SJ Smith
Sarah Jean Smith has worked in education for 22 years, serving students on four continents in many different capacities. She grew up in Miami, Atlanta, Japan and New Zealand. She realized she wanted to be a life-long educator when she had the privilege of teaching health classes throughout Northern Peru. She became fluent in Spanish as she taught environmental education in Ecuador, sex-ed in brothels in Peru, and fought for indigenous rights in Argentina.
After years of service in South America, she moved to New Orleans after Katrina, where she worked in public schools. While working as a school leader there, she got the chance to work with TFA (Teach for America) and TNTP (The New Teacher Project), and did a two-year leadership training with Leading Educators. She was a part of the charter-school revolution that transformed New Orleans’ schools after the storm.

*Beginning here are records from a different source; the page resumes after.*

//! Rule-based generation from the raw description.

use crate::query::{quote, Query};
use crate::{Category, LocatorCandidate, LocatorWeights};
use regex::Regex;
use std::sync::LazyLock;

static QUOTED: LazyLock<Regex> =
    LazyLock::new(|| Regex::new(r#""([^"]+)"|“([^”]+)”|'([^']{2,})'"#).unwrap());

static CAPITALIZED_RUN: LazyLock<Regex> = LazyLock::new(|| {
    Regex::new(r"\b[A-Z0-9][\w&'.-]*(?:\s+[A-Z0-9][\w&'.-]*)*").unwrap()
});

/// Leading words dropped from a capitalized run.
const FILLER: &[&str] = &[
    "The", "A", "An", "Click", "Press", "Select", "Open", "Go", "Tap", "Choose", "Type", "Enter",
];

const KEYWORD_KINDS: &[(&str, &str, Category)] = &[
    ("tab", "[role=\"tab\"]", Category::FallbackTab),
    ("button", "button", Category::FallbackButton),
    ("link", "a", Category::FallbackLink),
];

const GENERIC_INPUTS: &[&str] = &[
    "input[type=\"text\"]",
    "input[type=\"search\"]",
    "input:not([type])",
    "textarea",
    "[contenteditable=\"true\"]",
];

/// Literal texts worth matching: quoted strings, then capitalized runs.
/// Falls back to the whole trimmed description.
pub fn literal_texts(description: &str) -> Vec<String> {
    let mut out: Vec<String> = Vec::new();

    for caps in QUOTED.captures_iter(description) {
        if let Some(m) = caps.iter().skip(1).flatten().next() {
            push_unique(&mut out, m.as_str());
        }
    }
    let unquoted = QUOTED.replace_all(description, " ");
    for m in CAPITALIZED_RUN.find_iter(&unquoted) {
        let words: Vec<&str> = m
            .as_str()
            .split_whitespace()
            .skip_while(|w| FILLER.contains(w))
            .collect();
        push_unique(&mut out, &words.join(" "));
    }

    if out.is_empty() {
        push_unique(&mut out, description);
    }
    out
}

fn push_unique(out: &mut Vec<String>, s: &str) {
    let s = s.trim();
    if !s.is_empty() && !out.iter().any(|o| o == s) {
        out.push(s.to_string());
    }
}

/// Kind locators triggered by "tab", "button" and "link" in the description.
pub(crate) fn keyword_kinds(description: &str, w: &LocatorWeights) -> Vec<LocatorCandidate> {
    let lower = description.to_lowercase();
    let texts = literal_texts(description);
    let mut out = Vec::new();
    for (keyword, css, category) in KEYWORD_KINDS {
        if !lower.contains(keyword) {
            continue;
        }
        for text in &texts {
            out.push(LocatorCandidate::new(
                Query::has_text(*css, text.as_str()),
                *category,
                w,
                format!("{:?} mentioned, text {:?}", keyword, text),
            ));
        }
    }
    out
}

/// Any element containing the text.
pub(crate) fn any_text(description: &str, w: &LocatorWeights) -> Vec<LocatorCandidate> {
    literal_texts(description)
        .into_iter()
        .flat_map(|text| {
            [
                LocatorCandidate::new(
                    Query::has_text("*", text.as_str()),
                    Category::FallbackText,
                    w,
                    format!("any element containing {:?}", text),
                ),
                LocatorCandidate::new(
                    Query::css(format!("[aria-label*={} i]", quote(&text))),
                    Category::FallbackText,
                    w,
                    format!("aria-label containing {:?}", text),
                ),
                LocatorCandidate::new(
                    Query::css(format!("[title*={} i]", quote(&text))),
                    Category::FallbackText,
                    w,
                    format!("title containing {:?}", text),
                ),
                LocatorCandidate::new(
                    Query::css(format!("[alt*={} i]", quote(&text))),
                    Category::FallbackText,
                    w,
                    format!("alt text containing {:?}", text),
                ),
            ]
        })
        .collect()
}

pub(crate) fn input_attributes(description: &str, w: &LocatorWeights) -> Vec<LocatorCandidate> {
    literal_texts(description)
        .into_iter()
        .flat_map(|text| {
            let q = quote(&text);
            let name = quote(&text.to_lowercase().replace(char::is_whitespace, "_"));
            [
                LocatorCandidate::new(
                    Query::css(format!("input[placeholder*={} i]", q)),
                    Category::FallbackInput,
                    w,
                    "placeholder mentions the description",
                ),
                LocatorCandidate::new(
                    Query::css(format!("textarea[placeholder*={} i]", q)),
                    Category::FallbackInput,
                    w,
                    "textarea placeholder mentions the description",
                ),
                LocatorCandidate::new(
                    Query::css(format!("input[aria-label*={} i]", q)),
                    Category::FallbackInput,
                    w,
                    "aria-label mentions the description",
                ),
                LocatorCandidate::new(
                    Query::css(format!("input[name*={} i]", name)),
                    Category::FallbackInput,
                    w,
                    "name mentions the description",
                ),
            ]
        })
        .collect()
}

pub(crate) fn generic_inputs(w: &LocatorWeights) -> Vec<LocatorCandidate> {
    GENERIC_INPUTS
        .iter()
        .map(|css| {
            LocatorCandidate::new(
                Query::css(*css),
                Category::FallbackGeneric,
                w,
                "first editable field",
            )
        })
        .collect()
}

In 2012, she moved to Asheville, where she worked as an elementary, high school and middle school Spanish teacher. She helped open the Franklin School of Innovation (FSI), and eventually became that public charter school’s high school principal. She was called to school leadership while teaching high school in Asheville, seeing a need for change in the area’s school. She spent her first year of school leadership as the Academic Director of a therapeutic boarding school for adolescents battling addiction, and later went on to lead FSI, an EL Education school.
After five years as a site leader, she left the principal’s office to work with The New Teacher Center, a national nonprofit that focuses on equity issues in education. She worked with school districts throughout the Western Hemisphere, creating and facilitating professional learning experiences for school leaders, teachers, and district leaders. As an educational consultant in this space, she had many opportunities to engage in iterative, organic processes that highlight district-based solutions to racial equity issues in thousands of classrooms.
She has extensive firsthand knowledge of experiential learning, project-based learning practices, second-language acquisition, capacity building for school leaders, mentoring and coaching best practices for teachers and principals, adult learning theory, and successfully addressing racial equity gaps in education.